* What this task involves *
Using the records below, transcribe word for word the stretch from the line that contains "Ok(stream) => return" through the line that contains "tracing::info!(url = %url, lines", both end lines included, and nothing else.

* Raw data *
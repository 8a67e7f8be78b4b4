//! Socket and HTTP transports.

use std::io::{self, Write};
use std::net::{SocketAddr, TcpStream, ToSocketAddrs};
use std::thread;
use std::time::Duration;

use crate::collect::collect_lines;
use crate::html::html_to_lines;
use crate::query::Status;

/// Connection parameters for [`open_connection`].
#[derive(Debug, Clone, Copy)]
pub struct ConnectPolicy {
    /// Attempts after the first one.
    pub max_retries: u32,
    /// Pause between failed attempts.
    pub retry_delay: Duration,
    /// Bound on each connect attempt and on reads and writes afterwards.
    pub timeout: Duration,
}

/// Opens a TCP connection, retrying on failure.
///
/// Makes `max_retries + 1` attempts and sleeps `retry_delay` between failed
/// ones (never after the last). `status` is `Ready` during an attempt, `Ok`
/// once connected and `Error` after a failed attempt. The returned stream
/// has its read and write timeouts set.
///
/// # Errors
///
/// Returns the last connect error once all attempts are exhausted.
pub fn open_connection(
    host: &str,
    port: u16,
    policy: ConnectPolicy,
    status: &mut Status,
) -> io::Result<TcpStream> {
    let stream = retry_connect(policy, status, |attempt| {
        tracing::debug!(host = %host, port, attempt, "Connecting");
        connect_once(host, port, policy.timeout)
    })
    .inspect_err(|e| {
        tracing::warn!(
            host = %host,
            port,
            attempts = policy.max_retries + 1,
            error = %e,
            "Giving up on connection"
        );
    })?;

    stream.set_read_timeout(Some(policy.timeout))?;
    stream.set_write_timeout(Some(policy.timeout))?;
    Ok(stream)
}

/// Runs `connect` until it succeeds or `max_retries + 1` attempts failed,
/// sleeping `retry_delay` between attempts.
fn retry_connect<T>(
    policy: ConnectPolicy,
    status: &mut Status,
    mut connect: impl FnMut(u32) -> io::Result<T>,
) -> io::Result<T> {
    let mut last_err = io::Error::new(io::ErrorKind::NotConnected, "no connection attempt made");

    for attempt in 0..=policy.max_retries {
        if attempt > 0 {
            thread::sleep(policy.retry_delay);
        }

        *status = Status::Ready;
        match connect(attempt) {
            Ok(conn) => {
                *status = Status::Ok;
                return Ok(conn);
            }
            Err(e) => {
                *status = Status::Error;
                tracing::debug!(attempt, error = %e, "Connect attempt failed");
                last_err = e;
            }
        }
    }
    Err(last_err)
}

fn connect_once(host: &str, port: u16, timeout: Duration) -> io::Result<TcpStream> {
    let addrs: Vec<SocketAddr> = (host, port).to_socket_addrs()?.collect();
    let mut last_err = io::Error::new(
        io::ErrorKind::AddrNotAvailable,
        format!("{host} did not resolve to any address"),
    );
    for addr in addrs {
        match TcpStream::connect_timeout(&addr, timeout) {
            Ok(stream) => return Ok(stream),
            Err(e) => last_err = e,
        }
    }
    Err(last_err)
}

/// Sends one query line and collects the reply until the peer closes.
///
/// # Errors
///
/// Returns an error if the query cannot be written. Read failures end
/// collection early instead.
pub fn exchange(mut stream: TcpStream, args: &str, buffer_size: usize) -> io::Result<Vec<String>> {
    stream.write_all(format!("{}\r\n", args.trim()).as_bytes())?;
    stream.flush()?;
    Ok(collect_lines(stream, buffer_size))
}

/// Fetches an HTML page and converts it to text lines.
///
/// Returns `None` on any failure: connect error, non-success status or an
/// unreadable body.
#[must_use]
pub fn fetch_http(url: &str, timeout: Duration) -> Option<Vec<String>> {
    let client = match reqwest::blocking::Client::builder().timeout(timeout).build() {
        Ok(client) => client,
        Err(e) => {
            tracing::warn!(error = %e, "Failed to build HTTP client");
            return None;
        }
    };

    let body = client
        .get(url)
        .send()
        .and_then(reqwest::blocking::Response::error_for_status)
        .and_then(reqwest::blocking::Response::text);

    match body {
        Ok(body) => {
            let lines = html_to_lines(&body);
            tracing::info!(url = %url, lines = lines.len(), "Fetched HTTP gateway page");
            Some(lines)
        }
        Err(e) => {
            tracing::warn!(url = %url, error = %e, "HTTP fetch failed");
            None
        }
    }
}
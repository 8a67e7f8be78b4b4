//! Lookup result tree.

use serde::Serialize;
use serde_json::{Map, Value};

/// Lookup type recorded when nothing else set one.
pub const DEFAULT_LOOKUP_KIND: &str = "domain";

/// One transport round trip.
#[derive(Debug, Clone, PartialEq, Eq, Serialize)]
pub struct ServerRecord {
    /// Host (raw socket) or URL without query string (HTTP).
    pub server: String,
    /// Argument actually sent.
    pub args: String,
    /// Port contacted.
    pub port: u16,
}

/// Client-side bookkeeping about the authorities consulted.
#[derive(Debug, Clone, Default, PartialEq, Eq, Serialize)]
#[serde(rename_all = "camelCase")]
pub struct RegistryInfo {
    /// Append-only, one record per round trip.
    pub servers: Vec<ServerRecord>,

    /// Address of a more specific authority, set by a handler.
    #[serde(skip_serializing_if = "Option::is_none")]
    pub referral: Option<String>,

    /// Lookup-type tag (`"domain"`, `"ip"`, ...).
    #[serde(rename = "type", skip_serializing_if = "Option::is_none")]
    pub kind: Option<String>,
}

/// The result of a lookup: raw lines, bookkeeping and handler output.
#[derive(Debug, Clone, Default, PartialEq, Serialize)]
#[serde(rename_all = "camelCase")]
pub struct LookupResult {
    /// Lines exactly as received, in order.
    pub rawdata: Vec<String>,

    /// Servers consulted, referral and type.
    pub registry_info: RegistryInfo,

    /// Handler-defined nested mapping. Never written by the core.
    pub structured_info: Map<String, Value>,

    /// Errors accumulated during the lookup.
    #[serde(skip_serializing_if = "Vec::is_empty")]
    pub errors: Vec<String>,
}

impl LookupResult {
    /// Creates a result holding only raw lines.
    #[must_use]
    pub fn from_raw(rawdata: Vec<String>) -> Self {
        Self {
            rawdata,
            ..Self::default()
        }
    }

    /// Returns the referral address, if a handler reported one.
    #[must_use]
    pub fn referral(&self) -> Option<&str> {
        self.registry_info.referral.as_deref()
    }

    /// Returns the lookup type, falling back to `"domain"`.
    #[must_use]
    pub fn kind(&self) -> &str {
        self.registry_info
            .kind
            .as_deref()
            .unwrap_or(DEFAULT_LOOKUP_KIND)
    }
}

* Response for this exercise *
            Ok(stream) => return Ok(stream),
            Err(e) => last_err = e,
        }
    }
    Err(last_err)
}

/// Sends one query line and collects the reply until the peer closes.
///
/// # Errors
///
/// Returns an error if the query cannot be written. Read failures end
/// collection early instead.
pub fn exchange(mut stream: TcpStream, args: &str, buffer_size: usize) -> io::Result<Vec<String>> {
    stream.write_all(format!("{}\r\n", args.trim()).as_bytes())?;
    stream.flush()?;
    Ok(collect_lines(stream, buffer_size))
}

/// Fetches an HTML page and converts it to text lines.
///
/// Returns `None` on any failure: connect error, non-success status or an
/// unreadable body.
#[must_use]
pub fn fetch_http(url: &str, timeout: Duration) -> Option<Vec<String>> {
    let client = match reqwest::blocking::Client::builder().timeout(timeout).build() {
        Ok(client) => client,
        Err(e) => {
            tracing::warn!(error = %e, "Failed to build HTTP client");
            return None;
        }
    };

    let body = client
        .get(url)
        .send()
        .and_then(reqwest::blocking::Response::error_for_status)
        .and_then(reqwest::blocking::Response::text);

    match body {
        Ok(body) => {
            let lines = html_to_lines(&body);
            tracing::info!(url = %url, lines = lines.len(), "Fetched HTTP gateway page");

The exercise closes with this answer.